Osteopathy is a way of detecting, treating and preventing health problems by moving, stretching and massaging a person's muscles and joints. Osteopathy is based on the principle that the wellbeing of an individual depends on their bones, muscles, ligaments and connective tissue functioning smoothly together.

Osteopaths will take a medical history, examine and diagnose patients. They will primarily use physical manipulation, stretching and massage, with the aim of:

  • Increasing the mobility of joints
  • Relieving muscle tension
  • Enhancing the blood supply to tissues
  • Helping the body to heal

Most people who see an osteopath do so for help with conditions that affect the muscles, bones and joins, such as:

  • Lower back pain
  • Neck pain
  • Shoulder pain
  • Arthritis
  • Problems with the pelvis, hips and legs
  • Sports injuries
  • Problems with posture caused by driving, work or pregnancy

Some osteopaths will see patients with conditions not directly related to muscles, bones and joints, such as headaches, migraines, painful periods, digestive disorders and depression.
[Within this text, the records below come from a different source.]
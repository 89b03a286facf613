//! The public set handle and the algebra dispatch layer: [`MathSet`].

use crate::prelude::*;

/// A mathematical set of elements of type `T`, under any internal representation.
///
/// This is a cheap-to-clone shared handle: algebra operations build new sets out of existing
/// handles without copying elements, and every representation is immutable once constructed, so
/// handles may be shared freely across threads.
///
/// A set's identity is its extension: two sets are equal exactly when they have the same members,
/// regardless of representation (axiom of extensionality). Consequently this type deliberately
/// does not implement [`PartialEq`], since membership equality of possibly infinite sets is
/// undecidable; use [`set_eq`](Self::set_eq) on finite sets, or compare membership over a shared
/// universe.
///
/// ## Dispatch
///
/// Each binary operation picks the cheapest representation that preserves exact membership
/// semantics:
///
/// - packed × packed → packed (bitwise merge),
/// - eager × eager → eager (merged or filtered),
/// - eager × finite lazy → eager, eager × infinite lazy → lazy view,
/// - lazy × lazy → lazy view,
/// - anything involving an infinite universal set → lazy view, never eager.
///
/// The guiding rule: an operand whose cardinality is not finite is never eagerly materialized.
pub struct MathSet<T: Element> {
    /// The representation, shared between handles.
    repr: Arc<dyn SetRepr<T>>,
}

impl<T: Element> Clone for MathSet<T> {
    fn clone(&self) -> Self {
        Self {
            repr: Arc::clone(&self.repr),
        }
    }
}

impl<T: Element> Default for MathSet<T> {
    fn default() -> Self {
        Self::empty()
    }
}

impl<T: Element> From<ExtensionalSet<T>> for MathSet<T> {
    fn from(set: ExtensionalSet<T>) -> Self {
        Self::from_repr(Arc::new(set))
    }
}

impl From<BitVectorSet> for MathSet<u64> {
    fn from(set: BitVectorSet) -> Self {
        Self::from_repr(Arc::new(set))
    }
}

impl<T: Element> FromIterator<T> for MathSet<T> {
    fn from_iter<I: IntoIterator<Item = T>>(iter: I) -> Self {
        iter.into_iter().collect::<ExtensionalSet<T>>().into()
    }
}

impl<T: Element> Debug for MathSet<T> {
    fn fmt(&self, f: &mut Formatter<'_>) -> FmtResult {
        self.repr.describe(f)
    }
}

impl<T: Element> Display for MathSet<T> {
    fn fmt(&self, f: &mut Formatter<'_>) -> FmtResult {
        self.repr.describe(f)
    }
}

impl<T: Element> MathSet<T> {
    /// Wraps a representation into a handle.
    pub(crate) fn from_repr(repr: Arc<dyn SetRepr<T>>) -> Self {
        Self { repr }
    }

    // -------------------- Basic methods -------------------- //

    /// The empty set Ø.
    #[must_use]
    pub fn empty() -> Self {
        ExtensionalSet::new().into()
    }

    /// The singleton set {x}.
    #[must_use]
    pub fn singleton(x: T) -> Self {
        Self::of([x])
    }

    /// An eager set from explicitly listed members, deduplicated.
    pub fn of<I: IntoIterator<Item = T>>(elements: I) -> Self {
        elements.into_iter().collect()
    }

    /// Membership relation x ∈ A. Total for every representation.
    pub fn contains(&self, x: &T) -> bool {
        self.repr.contains(x)
    }

    /// The coarse size category of the set.
    ///
    /// Callers should inspect this before [`materialize`](Self::materialize) or
    /// [`elements`](Self::elements) on a set that might be infinite.
    pub fn cardinality(&self) -> Cardinality {
        self.repr.cardinality()
    }

    /// A fresh lazy traversal over the elements of the set.
    ///
    /// Every call yields an independent traversal from the start. Infinite sets enumerate
    /// forever; truncation is always explicit and caller-driven, via [`Iterator::take`].
    pub fn elements(&self) -> Result<BoxIter<'_, T>, SetError> {
        self.repr.try_elements()
    }

    /// Forces the full membership into an explicit finite set.
    pub fn materialize(&self) -> Result<ExtensionalSet<T>, SetError> {
        self.repr.materialize()
    }

    /// Downcast to the eager representation, if that's what this is.
    pub(crate) fn as_extensional(&self) -> Option<&ExtensionalSet<T>> {
        self.repr.as_extensional()
    }

    /// Whether membership can be tested without enumerating anything.
    pub(crate) fn cheap_contains(&self) -> bool {
        self.repr.cheap_contains()
    }

    // -------------------- Algebra -------------------- //

    /// Union A ∪ B.
    #[must_use]
    pub fn union(&self, other: &Self) -> Self {
        if let Some(repr) = self.repr.merge_union(other.repr.as_ref()) {
            return Self::from_repr(repr);
        }
        if let Some(merged) = self
            .eager_union(other)
            .or_else(|| other.eager_union(self))
        {
            return merged;
        }
        Self::from_repr(Arc::new(UnionView::new(self.clone(), other.clone())))
    }

    /// The eager half of the union dispatch table: an extensional left side absorbs any finite
    /// right side. A non-finite right side stays lazy.
    fn eager_union(&self, other: &Self) -> Option<Self> {
        let ext = self.as_extensional()?;
        if !other.cardinality().is_finite() {
            return None;
        }
        let rhs = other.materialize().ok()?;
        Some(ext.merged_with(&rhs).into())
    }

    /// Intersection A ∩ B.
    #[must_use]
    pub fn intersect(&self, other: &Self) -> Self {
        if let Some(repr) = self.repr.merge_intersection(other.repr.as_ref()) {
            return Self::from_repr(repr);
        }
        // Eager × eager: scan the smaller side.
        if let (Some(fst), Some(snd)) = (self.as_extensional(), other.as_extensional()) {
            let (scan, test) = if fst.card() <= snd.card() {
                (fst, snd)
            } else {
                (snd, fst)
            };
            return scan.filtered(|x| test.contains(x)).into();
        }
        if let Some(filtered) = self
            .eager_intersection(other)
            .or_else(|| other.eager_intersection(self))
        {
            return filtered;
        }
        Self::from_repr(Arc::new(IntersectionView::new(self.clone(), other.clone())))
    }

    /// The eager half of the intersection dispatch table: an extensional side is filtered by the
    /// other side's membership, provided that test is cheap.
    fn eager_intersection(&self, other: &Self) -> Option<Self> {
        let ext = self.as_extensional()?;
        if !other.cheap_contains() {
            return None;
        }
        Some(ext.filtered(|x| other.contains(x)).into())
    }

    /// Difference A ∖ B.
    ///
    /// Filters the elements of A not in B when A is finite; otherwise stays lazy as the
    /// intensional set {x ∈ A | x ∉ B}.
    #[must_use]
    pub fn minus(&self, other: &Self) -> Self {
        if self.cardinality().is_finite() && other.cheap_contains() {
            if let Ok(ext) = self.materialize() {
                return ext.filtered(|x| !other.contains(x)).into();
            }
        }
        let other = other.clone();
        self.filter(move |x| !other.contains(x))
    }

    /// Symmetric difference A △ B = (A ∖ B) ∪ (B ∖ A).
    #[must_use]
    pub fn symmetric_diff(&self, other: &Self) -> Self {
        self.minus(other).union(&other.minus(self))
    }

    /// Complement Aᶜ relative to a universe: U ∖ A.
    #[must_use]
    pub fn complement(&self, universe: &Self) -> Self {
        universe.minus(self)
    }

    // -------------------- Derived constructions -------------------- //

    /// Set specification (the axiom schema of separation): {x ∈ A | pred(x)}.
    ///
    /// Constant-time; nothing is evaluated until the result is enumerated.
    #[must_use]
    pub fn filter<P: Fn(&T) -> bool + Send + Sync + 'static>(&self, pred: P) -> Self {
        Self::from_repr(Arc::new(IntensionalSet::new(self.clone(), pred)))
    }

    /// The image under a function (the axiom schema of replacement): {func(x) | x ∈ A}.
    ///
    /// Constant-time; mapping and deduplication happen as the result is enumerated.
    #[must_use]
    pub fn map<U: Element, F: Fn(&T) -> U + Send + Sync + 'static>(&self, func: F) -> MathSet<U> {
        MathSet::from_repr(Arc::new(MappedSet::new(self.clone(), func)))
    }

    /// The power set P(A), as a lazy view whose elements are explicit finite subsets.
    #[must_use]
    pub fn power_set(&self) -> MathSet<ExtensionalSet<T>> {
        MathSet::from_repr(Arc::new(PowerSetView::new(self.clone())))
    }

    // -------------------- Relations -------------------- //

    /// Subset relation A ⊆ B.
    ///
    /// Requires the *left* operand to be finite: the right operand only needs a membership test.
    /// The asymmetry is an explicit precondition.
    pub fn is_subset_of(&self, other: &Self) -> Result<bool, SetError> {
        if !self.cardinality().is_finite() {
            return Err(SetError::FinitenessRequired {
                operation: "is_subset_of",
            });
        }
        let mut elements = self.elements()?;
        Ok(elements.all(|x| other.contains(&x)))
    }

    /// Strict subset relation A ⊂ B. Requires the left operand to be finite.
    pub fn is_proper_subset_of(&self, other: &Self) -> Result<bool, SetError> {
        if !self.is_subset_of(other)? {
            return Ok(false);
        }

        // A finite subset of an infinite set is always proper.
        Ok(match (self.cardinality(), other.cardinality()) {
            (Cardinality::Finite(fst), Cardinality::Finite(snd)) => fst < snd,
            _ => true,
        })
    }

    /// Disjointness A ∩ B = Ø. Requires at least one finite operand, which is the one scanned.
    pub fn is_disjoint_with(&self, other: &Self) -> Result<bool, SetError> {
        if self.cardinality().is_finite() {
            let mut elements = self.elements()?;
            Ok(!elements.any(|x| other.contains(&x)))
        } else if other.cardinality().is_finite() {
            let mut elements = other.elements()?;
            Ok(!elements.any(|x| self.contains(&x)))
        } else {
            Err(SetError::FinitenessRequired {
                operation: "is_disjoint_with",
            })
        }
    }

    /// Extensional equality of two finite sets: identical membership, any representation.
    pub fn set_eq(&self, other: &Self) -> Result<bool, SetError> {
        if !self.cardinality().is_finite() || !other.cardinality().is_finite() {
            return Err(SetError::FinitenessRequired { operation: "set_eq" });
        }
        Ok(self.materialize()? == other.materialize()?)
    }
}

/// Tests for [`MathSet`] and the dispatch layer.
#[cfg(test)]
mod set {
    use super::*;

    /// Two eager operands merge eagerly; the result stays exact.
    #[test]
    fn eager_dispatch() {
        let fst = MathSet::of([1u64, 2]);
        let snd = MathSet::of([2u64, 3]);

        assert_eq!(fst.union(&snd).cardinality(), Cardinality::finite(3u8));
        assert_eq!(fst.intersect(&snd).cardinality(), Cardinality::finite(1u8));
        assert_eq!(fst.minus(&snd).cardinality(), Cardinality::finite(1u8));
        assert_eq!(
            fst.symmetric_diff(&snd).cardinality(),
            Cardinality::finite(2u8)
        );
    }

    /// An eager operand absorbs a finite lazy one, but never an infinite one.
    #[test]
    fn mixed_dispatch() {
        let eager = MathSet::of([1u64, 2, 3]);
        let lazy_finite = MathSet::of(0..10u64).filter(|x| x % 2 == 0);

        let union = eager.union(&lazy_finite);
        assert_eq!(union.cardinality(), Cardinality::finite(7u8));

        let union = eager.union(&naturals());
        assert_eq!(union.cardinality(), Cardinality::CountablyInfinite);
        assert!(union.contains(&1000));
    }

    /// Packed operands merge through the packed fast path.
    #[test]
    fn packed_dispatch() {
        let fst: MathSet<u64> = BitVectorSet::from_indices(8, [1, 2, 3]).into();
        let snd: MathSet<u64> = BitVectorSet::from_indices(8, [3, 4]).into();

        let union = fst.union(&snd);
        assert_eq!(union.cardinality(), Cardinality::finite(4u8));
        let inter = fst.intersect(&snd);
        assert_eq!(inter.materialize().unwrap().card(), 1);
        assert!(inter.contains(&3));
    }

    /// Complement is relative to a universe, and difference against an infinite operand stays
    /// intensional.
    #[test]
    fn complements() {
        let universe = MathSet::of(0..10u64);
        let evens = universe.filter(|x| x % 2 == 0);
        let odds = evens.complement(&universe);

        assert!(odds.contains(&3));
        assert!(!odds.contains(&2));
        assert_eq!(odds.cardinality(), Cardinality::finite(5u8));

        // ℕ ∖ {0} is not materializable, but membership works.
        let positives = naturals().minus(&MathSet::singleton(0u64));
        assert!(!positives.contains(&0));
        assert!(positives.contains(&17));
        assert!(positives.materialize().is_err());
    }

    /// Subset relations and their finiteness preconditions.
    #[test]
    fn relations() {
        let small = MathSet::of([2u64, 4]);
        let evens = naturals().filter(|x| x % 2 == 0);

        assert!(small.is_subset_of(&evens).unwrap());
        assert!(small.is_proper_subset_of(&evens).unwrap());
        assert!(!small.is_proper_subset_of(&small).unwrap());
        assert_eq!(
            evens.is_subset_of(&small).unwrap_err(),
            SetError::FinitenessRequired {
                operation: "is_subset_of"
            }
        );

        assert!(small.is_disjoint_with(&MathSet::of([1u64, 3])).unwrap());
        assert!(!small.is_disjoint_with(&evens).unwrap());
        assert_eq!(
            evens.is_disjoint_with(&evens).unwrap_err(),
            SetError::FinitenessRequired {
                operation: "is_disjoint_with"
            }
        );
    }

    /// Extensional equality across different representations.
    #[test]
    fn representation_independence() {
        let eager = MathSet::of([0u64, 2, 4]);
        let packed: MathSet<u64> = BitVectorSet::from_indices(5, [0, 2, 4]).into();
        let separated = MathSet::of(0..5u64).filter(|x| x % 2 == 0);

        assert!(eager.set_eq(&packed).unwrap());
        assert!(packed.set_eq(&separated).unwrap());
        assert!(eager.set_eq(&naturals()).is_err());
    }

    /// Every enumerated element satisfies membership, across derived representations.
    #[test]
    fn enumeration_soundness() {
        let set = MathSet::of(0..20u64)
            .filter(|x| x % 3 != 0)
            .map(|x| x / 2)
            .union(&MathSet::of([100u64]));

        for x in set.elements().unwrap() {
            assert!(set.contains(&x), "enumerated {x} fails membership");
        }
    }
}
There's good evidence that osteopathy is effective in treating persistent lower back pain. The National Institute for Health and Care Excellence (NICE) recommends it as a treatment for this condition.

Treatment costs vary and typically range from £45 to £75, but may be higher for an initial assessment. Only people registered with the General Osteopathic Council (GOsC) are allowed to practise as or call themselves osteopaths.